For any year, the amount to be included in Taxes (a) from taxes or assessments
payable in installments, shall be the amount of the installments (with any
interest) due and payable during such year, and (b) from all other Taxes, shall
at Landlord's election be the amount accrued, assessed, or otherwise imposed for
such year or the amount due and payable in such year. Any such election pursuant
to the preceding clause (b) shall be made by Landlord in a reasonable and
consistent manner. Any refund or other adjustment to any Taxes by the taxing
authority, shall apply during the year in which the adjustment is made.
Taxes shall not include any net income (except Rent Tax), capital, stock,
succession, transfer, franchise, gift, estate or inheritance tax, except to the
extent that such tax shall be imposed in lieu of any portion of Taxes.
(4) Lease Year. "Lease Year" means each consecutive twelve-month period
beginning with the Commencement Date for Phase 1 of the Premises, except that if
the Commencement Date for Phase 1 of the Premises is not the first day of a
calendar month, then the first Lease Year shall be the period from the
Commencement Date for Phase 1 of the Premises through the final day of the
twelve months after the first day of the following month, and each subsequent
Lease Year shall be the twelve months following the prior Lease Year.
(5) Fiscal Year. "Fiscal Year" means the calendar year, except that the first
Fiscal Year and the last Fiscal Year of the Term may be a partial calendar year.
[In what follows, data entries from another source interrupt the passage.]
// This Source Code Form is subject to the terms of the Mozilla Public
// License, v. 2.0. If a copy of the MPL was not distributed with this
// file, You can obtain one at https://mozilla.org/MPL/2.0/.

//! Documents, link instances and the project that owns them.

use crate::edit::EditScope;
use crate::element::Element;
use crate::error::{Error, Result};
use crate::family::FamilyCatalog;
use crate::ids::{ElementId, InstanceKey, LevelId, LinkInstanceId};
use crate::instance::OpeningInstance;
use crate::level::Level;
use nalgebra::Matrix4;
use rustc_hash::FxHashMap;
use slotmap::SlotMap;

/// A linked model placed in the host document
#[derive(Debug, Clone, PartialEq)]
pub struct LinkInstance {
    pub id: LinkInstanceId,
    pub name: String,
    /// Name of the linked document in the project
    pub document_name: String,
    /// Total transform: link frame into the host document frame
    pub transform: Matrix4<f64>,
}

impl LinkInstance {
    pub fn new(
        id: LinkInstanceId,
        name: impl Into<String>,
        document_name: impl Into<String>,
        transform: Matrix4<f64>,
    ) -> Self {
        Self {
            id,
            name: name.into(),
            document_name: document_name.into(),
            transform,
        }
    }
}

/// One building model
#[derive(Debug, Clone, Default)]
pub struct Document {
    pub name: String,
    elements: FxHashMap<ElementId, Element>,
    /// Sorted by elevation
    levels: Vec<Level>,
    links: FxHashMap<LinkInstanceId, LinkInstance>,
    pub(crate) catalog: FamilyCatalog,
    pub(crate) instances: SlotMap<InstanceKey, OpeningInstance>,
}

impl Document {
    pub fn new(name: impl Into<String>) -> Self {
        Self {
            name: name.into(),
            ..Self::default()
        }
    }

    /// Insert an element, returning the one it replaced
    pub fn add_element(&mut self, element: Element) -> Option<Element> {
        self.elements.insert(element.id, element)
    }

    pub fn element(&self, id: ElementId) -> Option<&Element> {
        self.elements.get(&id)
    }

    pub fn require_element(&self, id: ElementId) -> Result<&Element> {
        self.element(id).ok_or(Error::ElementNotFound(id))
    }

    /// Elements in ascending id order
    pub fn elements(&self) -> impl Iterator<Item = &Element> {
        let mut all: Vec<&Element> = self.elements.values().collect();
        all.sort_by_key(|e| e.id);
        all.into_iter()
    }

    pub fn add_level(&mut self, level: Level) {
        self.levels.retain(|l| l.id != level.id);
        let at = self
            .levels
            .partition_point(|l| l.elevation <= level.elevation);
        self.levels.insert(at, level);
    }

    /// Levels in ascending elevation
    pub fn levels(&self) -> &[Level] {
        &self.levels
    }

    pub fn level(&self, id: LevelId) -> Option<&Level> {
        self.levels.iter().find(|l| l.id == id)
    }

    pub fn add_link(&mut self, link: LinkInstance) {
        self.links.insert(link.id, link);
    }

    pub fn link(&self, id: LinkInstanceId) -> Option<&LinkInstance> {
        self.links.get(&id)
    }

    pub fn catalog(&self) -> &FamilyCatalog {
        &self.catalog
    }

    pub fn catalog_mut(&mut self) -> &mut FamilyCatalog {
        &mut self.catalog
    }

    pub fn instance(&self, key: InstanceKey) -> Option<&OpeningInstance> {
        self.instances.get(key)
    }

    pub fn instances(&self) -> impl Iterator<Item = (InstanceKey, &OpeningInstance)> {
        self.instances.iter()
    }

    pub fn instance_count(&self) -> usize {
        self.instances.len()
    }

    /// Run `edit` inside an atomic edit scope
    ///
    /// Everything the closure does through the scope is kept only when it
    /// returns `Ok`. On `Err`, or if it panics, the document is restored to
    /// its state before the call.
    pub fn transact<T, E>(
        &mut self,
        edit: impl FnOnce(&mut EditScope<'_>) -> std::result::Result<T, E>,
    ) -> std::result::Result<T, E> {
        let mut scope = EditScope::open(self);
        let result = edit(&mut scope);
        if result.is_ok() {
            scope.commit();
        }
        result
    }
}

/// The active document plus every loaded linked document
#[derive(Debug, Clone, Default)]
pub struct Project {
    active: Document,
    linked: FxHashMap<String, Document>,
}

impl Project {
    pub fn new(active: Document) -> Self {
        Self {
            active,
            linked: FxHashMap::default(),
        }
    }

    pub fn active(&self) -> &Document {
        &self.active
    }

    pub fn active_mut(&mut self) -> &mut Document {
        &mut self.active
    }

    /// Load a linked document, keyed by its name
    pub fn load_link_document(&mut self, document: Document) {
        self.linked.insert(document.name.clone(), document);
    }

    pub fn linked_document(&self, name: &str) -> Option<&Document> {
        self.linked.get(name)
    }
}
D. Computation of Base Rent and Rent Adjustments.
(1) Prorations. If this Lease begins on a day other than the first day of a
month, the Base Rent, Operating Cost Share Rent shall be prorated for such
partial month based on the actual number of days in such month. If this Lease
begins on a day other than the first day, or ends on a day other than the last
day, of the Fiscal Year, Operating Cost Share Rent shall be prorated for the
applicable Fiscal Year.
(2) Default Interest. Any sum due from Tenant to Landlord not paid when due
shall bear interest from the date due until paid at the Default Rate. Any sum
due from Landlord to Tenant not paid when due shall bear interest from the date
due until paid at the Default Rate. As used herein, the term "Default Rate"
means the Prime Rate plus three percent (3%) per annum. As used herein, the term
"Prime Rate" means the prime rate of interest published in the Money Rates Table
in the Wall Street Journal, or if unavailable in the Wall Street Journal, as
published in the Money Rates Table in the New York Times, or if unavailable in
the New York Times, the prime rate of interest announced publicly from time to
time by Citibank, N.A., New York, New York, or its successor, or should
Citibank, N.A., or its successor, abolish or abandon the practice of publishing
its prime rate at any time during the Term, then Landlord and Tenant shall
mutually agree upon a comparable reference rate which shall be deemed to be the
Prime Rate hereunder.
(3) Rent Adjustments. The square footage of the Premises and the Building set
forth in the Schedule are conclusively deemed to be the actual square footage
thereof, without regard to any subsequent remeasurement of the Premises or the
Building. If any Operating Cost paid in one Fiscal Year relates to more than one
Fiscal Year, Landlord may proportionately allocate such Operating Cost among the
related Fiscal Years.
(4) Books and Records. Landlord shall maintain books and records reflecting the
Operating Costs (including Taxes) in accordance with sound accounting and
management practices. Tenant and one of the independent nationally recognized
so-called "Big Six" certified public accountant firms shall have the right to
inspect and/or audit Landlord's records at Landlord's office upon at least
seventy-two (72) hours' prior notice during normal business hours during the one
hundred eighty (180) days following the respective delivery of the Operating
Cost Report. Tenant agrees that such inspection and/or audit shall be conducted
in a manner designed not to unreasonably interfere with the conduct of
Landlord's business. The inspection and/or audit shall be limited to that
portion of Landlord's books and records pertaining only to the Operating Costs
for the preceding calendar year,
unless the inspection and/or audit proves that Landlord's calculation of
Operating Costs was in error, in which case Tenant shall have the right to
inspect and/or audit Landlord's books and records for prior years pertaining
only to such erroneous component of Operating Costs. The results of any such
inspection and/or audit shall be kept strictly confidential by Tenant and its
agents, and Tenant and such certified public accountant must agree, in their
contract for such services, to such confidentiality restrictions and shall
specifically agree that the results shall not be made available to any other
tenant of the Development. Unless Tenant sends to Landlord any written exception
to either such report within said one hundred eighty (180) day period, such
report shall be deemed final and accepted by Tenant. Tenant shall pay the amount
shown on both reports in the manner prescribed in this Lease, whether or not
Tenant takes any such written exception, without any prejudice to such
exception. If Tenant makes a timely exception, Landlord may cause its
independent certified public accountant or shall select and cause another firm
with at least five (5) years of experience in auditing the books and records of
commercial office projects to issue a report in response to Tenant's exception.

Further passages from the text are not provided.